Were the Red Sox right to jettison A. J. Pierzynski (.254/.286/.348) yesterday? Absolutely.

Has the 37-year old catcher long been recognized as an “acquired taste?” (Pierzynski’s skipper with the White Sox, Ozzie Guillen, said: “If you play against him, you hate him. If you play with him, you hate him a little less.”) Most definitely.

Still, Boston signed Pierzynski to a one-year deal during the offseason with the expectation that he would handle backstop duties until the club’s highly-rated prospect, Christian Vazquez, was promoted to the bigs.

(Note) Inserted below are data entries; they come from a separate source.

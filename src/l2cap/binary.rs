//! Fixed-width little-endian framing primitives.

/// Appends little-endian fields to a growable buffer.
#[derive(Debug, Default)]
pub(crate) struct ByteWriter {
    buffer: Vec<u8>,
}

impl ByteWriter {
    pub(crate) fn with_capacity(capacity: usize) -> Self {
        Self {
            buffer: Vec::with_capacity(capacity),
        }
    }

    pub(crate) fn put_u8(&mut self, value: u8) -> &mut Self {
        self.buffer.push(value);
        self
    }

    pub(crate) fn put_u32_le(&mut self, value: u32) -> &mut Self {
        self.buffer.extend_from_slice(&value.to_le_bytes());
        self
    }

    pub(crate) fn put_bytes(&mut self, bytes: &[u8]) -> &mut Self {
        self.buffer.extend_from_slice(bytes);
        self
    }

    pub(crate) fn into_bytes(self) -> Vec<u8> {
        self.buffer
    }
}

/// Reads little-endian fields from a borrowed slice without panicking.
///
/// Every accessor returns `None` when fewer bytes remain than requested and
/// leaves the cursor untouched in that case.
#[derive(Debug)]
pub(crate) struct ByteReader<'a> {
    bytes: &'a [u8],
    offset: usize,
}

impl<'a> ByteReader<'a> {
    pub(crate) fn new(bytes: &'a [u8]) -> Self {
        Self { bytes, offset: 0 }
    }

    pub(crate) fn read_u8(&mut self) -> Option<u8> {
        self.read_bytes(1).map(|bytes| bytes[0])
    }

    pub(crate) fn read_u32_le(&mut self) -> Option<u32> {
        let bytes = self.read_bytes(4)?;
        let array: [u8; 4] = bytes.try_into().ok()?;
        Some(u32::from_le_bytes(array))
    }

    pub(crate) fn read_bytes(&mut self, len: usize) -> Option<&'a [u8]> {
        let end = self.offset.checked_add(len)?;
        let slice = self.bytes.get(self.offset..end)?;
        self.offset = end;
        Some(slice)
    }

    /// Returns every byte not consumed yet.
    pub(crate) fn rest(&mut self) -> &'a [u8] {
        let slice = &self.bytes[self.offset..];
        self.offset = self.bytes.len();
        slice
    }
}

This is not the way a classy organization bids adieu to a 17-year veteran:

According to multiple sources within the Red Sox clubhouse, Pierzynski had become such a negative influence on the team that players approached both the Sox coaches and front office to address the problem. The common theme expressed was the catcher’s seeming indifference toward his teammates and the common goals of the same organization that had relied on an all-for-one approach when winning the 2013 World Series.

A microcosm of Pierzynski’s approach was mentioned by more than one of the backstop’s former teammates, who revealed his propensity to spend a significant amount of time looking at his phone while at his locker during games. In one instance, after a particularly rough outing in which the starting pitcher had been pulled early in the game, Pierzynski could be found staring at his phone while the pitcher gave off the appearance of being an emotional wreck just a few feet away. That incident paved the way for at least one complaint to management from a teammate.

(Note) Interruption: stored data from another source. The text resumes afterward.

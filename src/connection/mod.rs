//! Per-device connection lifecycle, GATT dispatch and setup pipelines.

mod manager;
mod pipeline;
mod state;

pub use self::manager::{
    ConnectedCallback, ConnectionManager, DisconnectSignal, DisconnectedCallback,
};
pub use self::pipeline::{PipelineError, SetupPipeline, SetupStep, StepOutcome};
pub use self::state::{ConnectionEvent, ConnectionState};
use std::fmt::{self, Display, Formatter};

use tabled::builder::Builder;
use tabled::settings::Style;

/// Rows rendered as a rounded `tabled` grid through `Display`.
#[derive(Debug)]
pub(crate) struct Table {
    headers: Vec<String>,
    rows: Vec<Vec<String>>,
}

impl Table {
    pub(crate) fn new<const N: usize>(headers: [&str; N]) -> Self {
        Self {
            headers: headers.iter().map(ToString::to_string).collect(),
            rows: Vec::new(),
        }
    }

    pub(crate) fn push(&mut self, row: Vec<String>) {
        self.rows.push(row);
    }

    pub(crate) fn is_empty(&self) -> bool {
        self.rows.is_empty()
    }
}

impl Display for Table {
    fn fmt(&self, f: &mut Formatter<'_>) -> fmt::Result {
        let mut builder = Builder::default();
        builder.push_record(&self.headers);
        for row in &self.rows {
            builder.push_record(row);
        }
        let mut table = builder.build();
        table.with(Style::rounded());
        write!(f, "{table}")
    }
}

The frustrations with Pierzynski among the Red Sox grew with the catcher’s indifference toward the perceived needs of the club. While it was understood that former Sox catcher Jarrod Saltalamacchia had some flaws in his game, it was noted in multiple corners of the clubhouse that the difference between the current Marlins backstop and Pierzynski was that Saltalamacchia was invested in his pitchers’ successes and failures, whereas Pierzynski had limited interest in branching out beyond himself. . . . 

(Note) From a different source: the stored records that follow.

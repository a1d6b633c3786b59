use std::collections::HashMap;
use std::future::Future;
use std::sync::{Arc, Weak};

use async_trait::async_trait;
use btleplug::api::{
    Central, CentralEvent, CharPropFlags, Characteristic, Manager as _, Peripheral as _,
    ScanFilter, WriteType as BtleplugWriteType,
};
use btleplug::platform::{Adapter, Manager, Peripheral, PeripheralId};
use parking_lot::Mutex;
use tokio::sync::mpsc::UnboundedSender;
use tokio::task::JoinHandle;
use tokio::time::Instant;
use tokio_stream::StreamExt;
use tracing::{debug, info, instrument, trace, warn};
use uuid::Uuid;

use super::{BlePlatform, L2capStream, PlatformEvent};
use crate::error::BleError;
use crate::model::{
    Advertisement, CharacteristicInfo, DescriptorInfo, GattStatus, PeripheralAddress, PhyPair,
    ServiceInfo, WriteType,
};

/// Platform backed by the first btleplug adapter on the host.
///
/// btleplug performs GATT calls inline, so every command runs on its own task
/// and reports its outcome as a [`PlatformEvent`].
#[derive(Debug, Clone)]
pub struct BtleplugPlatform {
    inner: Arc<Inner>,
}

#[derive(Debug)]
struct Inner {
    adapter: Adapter,
    sink: Mutex<Option<UnboundedSender<PlatformEvent>>>,
    peripherals: Mutex<HashMap<PeripheralAddress, Peripheral>>,
    event_pump: Mutex<Option<JoinHandle<()>>>,
    notification_pumps: Mutex<HashMap<PeripheralAddress, JoinHandle<()>>>,
}

impl Drop for Inner {
    fn drop(&mut self) {
        if let Some(pump) = self.event_pump.lock().take() {
            pump.abort();
        }
        for (_, pump) in self.notification_pumps.lock().drain() {
            pump.abort();
        }
    }
}

impl BtleplugPlatform {
    /// Opens the first available adapter.
    ///
    /// # Errors
    ///
    /// Returns [`BleError::PlatformOperationFailed`] when no adapter is present.
    #[instrument(level = "debug")]
    pub async fn new() -> Result<Self, BleError> {
        let manager = Manager::new().await?;
        let adapter = manager
            .adapters()
            .await?
            .into_iter()
            .next()
            .ok_or_else(|| BleError::platform("adapters", "no Bluetooth adapters found"))?;
        match adapter.adapter_info().await {
            Ok(name) => info!(adapter = %name, "using Bluetooth adapter"),
            Err(error) => debug!(?error, "failed to describe adapter"),
        }

        Ok(Self {
            inner: Arc::new(Inner {
                adapter,
                sink: Mutex::new(None),
                peripherals: Mutex::new(HashMap::new()),
                event_pump: Mutex::new(None),
                notification_pumps: Mutex::new(HashMap::new()),
            }),
        })
    }

    /// Runs `operation` on a task and emits the event it produces.
    fn spawn_operation<Fut>(&self, operation: Fut)
    where
        Fut: Future<Output = PlatformEvent> + Send + 'static,
    {
        let inner = Arc::clone(&self.inner);
        tokio::spawn(async move {
            let event = operation.await;
            inner.emit(event);
        });
    }

    fn ensure_notification_pump(&self, address: &PeripheralAddress, peripheral: Peripheral) {
        let mut pumps = self.inner.notification_pumps.lock();
        if pumps.contains_key(address) {
            return;
        }
        let inner = Arc::downgrade(&self.inner);
        let pump_address = address.clone();
        let pump = tokio::spawn(async move {
            let mut notifications = match peripheral.notifications().await {
                Ok(notifications) => notifications,
                Err(error) => {
                    warn!(?error, address = %pump_address, "notification stream unavailable");
                    return;
                }
            };
            while let Some(notification) = notifications.next().await {
                let Some(inner) = inner.upgrade() else {
                    return;
                };
                inner.emit(PlatformEvent::CharacteristicChanged {
                    address: pump_address.clone(),
                    characteristic: notification.uuid.to_string(),
                    value: notification.value,
                });
            }
            trace!(address = %pump_address, "notification stream closed");
        });
        pumps.insert(address.clone(), pump);
    }

    fn stop_notification_pump(&self, address: &PeripheralAddress) {
        if let Some(pump) = self.inner.notification_pumps.lock().remove(address) {
            pump.abort();
        }
    }
}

It became obvious to those in the clubhouse fairly early on that this might be an oil-and-water situation. Pierzynski’s personality wasn’t conducive to the Red Sox’ way of doing things, saying what he wanted when he wanted without much regard for the greater good. From the dugout, he would yell across the field at the opposition, or ridicule umpires during replay challenges. It made many cringe. This wasn’t the Red Sox way, the one that a World Series run had been built on.

As a friend points out, “You know who else rudely stares at their phone these days? Everyone!”

I get it: Looking for scapegoats is a New England tradition that’s as old as the Salem witch trials. The Red Sox front office and its media enablers would like fans to believe that Boston’s suckitude in 2014 is about staring at one’s communications device just as the meltdown three years ago was a consequence of too much beer and fried chicken in the clubhouse or the manager’s use of prescription medication.

Craig Calcaterra of NBC Hardball Talk sums up the situation quite well:

Such a shocker here. I mean, it’d be one thing if Pierzynski had a nearly two-decade track record of being a low OBP guy with some pop, some fairly “meh” catching abilities and a prickly personality, but . . . oh, wait.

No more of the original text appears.